What you are asked to do :: The job is to find each line in the entries holding the string "Ordering" and copy that line.

Stored items ::
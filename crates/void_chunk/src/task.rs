//! Background task management
//!
//! Chunk loading hands its slow work (resource reads, parsing, item
//! construction) to a [`TaskManager`]. A task runs its background half on a
//! worker and its main-thread half when the owner next calls
//! [`TaskManager::tick`].
//!
//! # Architecture
//!
//! ```text
//!  main thread                         workers
//! ┌───────────────┐  high ─────────▶ ┌──────────────────────┐
//! │ submit(task)  │  low  ─────────▶ │ do_background_task() │
//! └───────────────┘                  └──────────┬───────────┘
//! ┌───────────────┐        done                 │
//! │ tick()        │ ◀───────────────────────────┘
//! │ do_main_thread│
//! └───────────────┘
//! ```

use std::collections::VecDeque;
use std::sync::atomic::{AtomicBool, AtomicUsize, Ordering};
use std::sync::Arc;
use std::thread::{self, JoinHandle};

use crossbeam_channel::{Receiver, Sender};
use parking_lot::Mutex;

/// Scheduling priority of a task
#[derive(Clone, Copy, Debug, Default, PartialEq, Eq, PartialOrd, Ord, Hash)]
pub enum TaskPriority {
    Low,
    #[default]
    Normal,
    High,
}

/// A unit of work split between a worker and the main thread
pub trait BackgroundTask: Send {
    /// Runs on a worker thread
    fn do_background_task(&mut self);

    /// Runs on the main thread after the background half
    fn do_main_thread_task(self: Box<Self>) {}

    /// Runs on the main thread instead of both halves when the task is dropped unrun
    fn cancel(&mut self) {}

    /// Name used in logs
    fn name(&self) -> &str {
        "task"
    }
}

/// Accepts background tasks
pub trait TaskManager: Send + Sync {
    /// Queue a task; fire and forget
    fn submit(&self, task: Box<dyn BackgroundTask>, priority: TaskPriority);

    /// Run main-thread halves of finished tasks; returns how many ran
    fn tick(&self) -> usize;

    /// Tasks submitted but not yet finished on the main thread
    fn pending(&self) -> usize;
}

type TaskBox = Box<dyn BackgroundTask>;

/// Fixed pool of named worker threads
pub struct WorkerPool {
    high_tx: Option<Sender<TaskBox>>,
    low_tx: Option<Sender<TaskBox>>,
    done_rx: Receiver<TaskBox>,
    cancelled_rx: Receiver<TaskBox>,
    pending: Arc<AtomicUsize>,
    stopping: Arc<AtomicBool>,
    workers: Vec<JoinHandle<()>>,
}

impl WorkerPool {
    /// Spawn `threads` workers (at least one)
    pub fn new(threads: usize) -> std::io::Result<Self> {
        let (high_tx, high_rx) = crossbeam_channel::unbounded::<TaskBox>();
        let (low_tx, low_rx) = crossbeam_channel::unbounded::<TaskBox>();
        let (done_tx, done_rx) = crossbeam_channel::unbounded::<TaskBox>();
        let (cancelled_tx, cancelled_rx) = crossbeam_channel::unbounded::<TaskBox>();
        let stopping = Arc::new(AtomicBool::new(false));

        let count = threads.max(1);
        let mut workers = Vec::with_capacity(count);
        for index in 0..count {
            let high = high_rx.clone();
            let low = low_rx.clone();
            let done = done_tx.clone();
            let cancelled = cancelled_tx.clone();
            let stopping = stopping.clone();
            let handle = thread::Builder::new()
                .name(format!("chunk-loader-{index}"))
                .spawn(move || Self::worker_loop(high, low, done, cancelled, stopping))?;
            workers.push(handle);
        }
        log::info!("Chunk worker pool started with {} threads", count);

        Ok(Self {
            high_tx: Some(high_tx),
            low_tx: Some(low_tx),
            done_rx,
            cancelled_rx,
            pending: Arc::new(AtomicUsize::new(0)),
            stopping,
            workers,
        })
    }

    fn worker_loop(
        high: Receiver<TaskBox>,
        low: Receiver<TaskBox>,
        done: Sender<TaskBox>,
        cancelled: Sender<TaskBox>,
        stopping: Arc<AtomicBool>,
    ) {
        loop {
            // High priority work is always taken first when present
            let next = match high.try_recv() {
                Ok(task) => Some(task),
                Err(_) => crossbeam_channel::select! {
                    recv(high) -> msg => msg.ok().or_else(|| low.recv().ok()),
                    recv(low) -> msg => msg.ok().or_else(|| high.recv().ok()),
                },
            };
            let Some(mut task) = next else {
                break;
            };

            if stopping.load(Ordering::Acquire) {
                let _ = cancelled.send(task);
                continue;
            }

            task.do_background_task();
            if done.send(task).is_err() {
                break;
            }
        }
    }

    /// Number of worker threads
    pub fn thread_count(&self) -> usize {
        self.workers.len()
    }

    /// Stop the workers. Queued tasks are cancelled rather than run.
    pub fn shutdown(&mut self) {
        if self.workers.is_empty() {
            return;
        }
        self.stopping.store(true, Ordering::Release);
        self.high_tx.take();
        self.low_tx.take();

        for worker in self.workers.drain(..) {
            if worker.join().is_err() {
                log::error!("Chunk worker thread panicked");
            }
        }
        while let Ok(mut task) = self.cancelled_rx.try_recv() {
            log::debug!("Cancelling unrun task '{}'", task.name());
            task.cancel();
            self.pending.fetch_sub(1, Ordering::AcqRel);
        }
        log::info!("Chunk worker pool stopped");
    }
}

impl TaskManager for WorkerPool {
    fn submit(&self, task: TaskBox, priority: TaskPriority) {
        let sender = match priority {
            TaskPriority::High => self.high_tx.as_ref(),
            TaskPriority::Normal | TaskPriority::Low => self.low_tx.as_ref(),
        };
        let Some(sender) = sender else {
            log::warn!("Task '{}' submitted after shutdown; cancelling", task.name());
            let mut task = task;
            task.cancel();
            return;
        };

        self.pending.fetch_add(1, Ordering::AcqRel);
        if let Err(err) = sender.send(task) {
            self.pending.fetch_sub(1, Ordering::AcqRel);
            let mut task = err.into_inner();
            log::error!("Worker pool is gone; cancelling task '{}'", task.name());
            task.cancel();
        }
    }

    fn tick(&self) -> usize {
        let mut ran = 0;
        while let Ok(task) = self.done_rx.try_recv() {
            task.do_main_thread_task();
            self.pending.fetch_sub(1, Ordering::AcqRel);
            ran += 1;
        }
        ran
    }

    fn pending(&self) -> usize {
        self.pending.load(Ordering::Acquire)
    }
}

impl Drop for WorkerPool {
    fn drop(&mut self) {
        self.shutdown();
    }
}

/// Runs both halves of every task inline at submission
#[derive(Debug, Default)]
pub struct ImmediateTaskManager;

impl ImmediateTaskManager {
    pub fn new() -> Self {
        Self
    }
}

impl TaskManager for ImmediateTaskManager {
    fn submit(&self, mut task: TaskBox, _priority: TaskPriority) {
        task.do_background_task();
        task.do_main_thread_task();
    }

    fn tick(&self) -> usize {
        0
    }

    fn pending(&self) -> usize {
        0
    }
}

/// Holds tasks until told to run them, for deterministic stepping
#[derive(Default)]
pub struct QueuedTaskManager {
    queue: Mutex<VecDeque<(TaskPriority, TaskBox)>>,
}

impl QueuedTaskManager {
    pub fn new() -> Self {
        Self::default()
    }

    /// Run the highest priority queued task; returns false when empty
    pub fn run_one(&self) -> bool {
        let next = {
            let mut queue = self.queue.lock();
            let best = queue
                .iter()
                .enumerate()
                .max_by_key(|(index, (priority, _))| (*priority, std::cmp::Reverse(*index)))
                .map(|(index, _)| index);
            best.and_then(|index| queue.remove(index))
        };
        match next {
            Some((_, mut task)) => {
                task.do_background_task();
                task.do_main_thread_task();
                true
            }
            None => false,
        }
    }

    /// Run every queued task; returns how many ran
    pub fn run_pending(&self) -> usize {
        let mut ran = 0;
        while self.run_one() {
            ran += 1;
        }
        ran
    }

    /// Cancel every queued task
    pub fn cancel_all(&self) -> usize {
        let drained: Vec<_> = self.queue.lock().drain(..).collect();
        let count = drained.len();
        for (_, mut task) in drained {
            task.cancel();
        }
        count
    }
}

impl TaskManager for QueuedTaskManager {
    fn submit(&self, task: TaskBox, priority: TaskPriority) {
        self.queue.lock().push_back((priority, task));
    }

    fn tick(&self) -> usize {
        0
    }

    fn pending(&self) -> usize {
        self.queue.lock().len()
    }
}
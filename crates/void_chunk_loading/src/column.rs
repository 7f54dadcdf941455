//! Loading one grid cell and its shells
//!
//! A [`LoadingColumn`] is a single cell of the line an edge is moving. It
//! walks the cell's outside chunk and every overlapping shell through
//! loading and binding, one state at a time:
//!
//! ```text
//!            step_load                 outside loaded          shells loaded
//! Unloaded ────────────▶ LoadingOutside ─────────────▶ LoadingInside ─────────▶ Loaded
//!    ▲                        │                             │                     │
//!    └────────────────────────┴──────── step_unload ────────┴─────────────────────┘
//! ```
//!
//! Shells shared between cells are counted with [`ChunkLoadingRefCount`];
//! the last column to let go of a shell unloads it.

use void_chunk::{contract, ChunkId, ChunkOverlappers, ChunkSpace, Instance, TaskPriority};

use crate::grid::MappingGrid;
use crate::ref_count::ChunkLoadingRefCount;

/// Where a column is in its lifecycle
#[derive(Clone, Copy, Debug, Default, PartialEq, Eq, Hash)]
pub enum ColumnState {
    #[default]
    Unloaded,
    /// Waiting for the outside chunk
    LoadingOutside,
    /// Waiting for the overlapping shells
    LoadingInside,
    /// Bound, or settled after a failed load
    Loaded,
}

/// What a state handler wants next
enum Step {
    /// Enter the state and handle it in the same call
    Continue(ColumnState),
    /// Enter the state and stop until the next call
    Wait(ColumnState),
}

/// One cell of an edge line
#[derive(Clone, Debug)]
pub struct LoadingColumn {
    pos: i32,
    outside_chunk: Option<ChunkId>,
    state: ColumnState,
}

Result of the exercise ::
use std::sync::atomic::{AtomicBool, AtomicUsize, Ordering};
            if stopping.load(Ordering::Acquire) {
        self.stopping.store(true, Ordering::Release);
            self.pending.fetch_sub(1, Ordering::AcqRel);
        self.pending.fetch_add(1, Ordering::AcqRel);
            self.pending.fetch_sub(1, Ordering::AcqRel);
            self.pending.fetch_sub(1, Ordering::AcqRel);
        self.pending.load(Ordering::Acquire)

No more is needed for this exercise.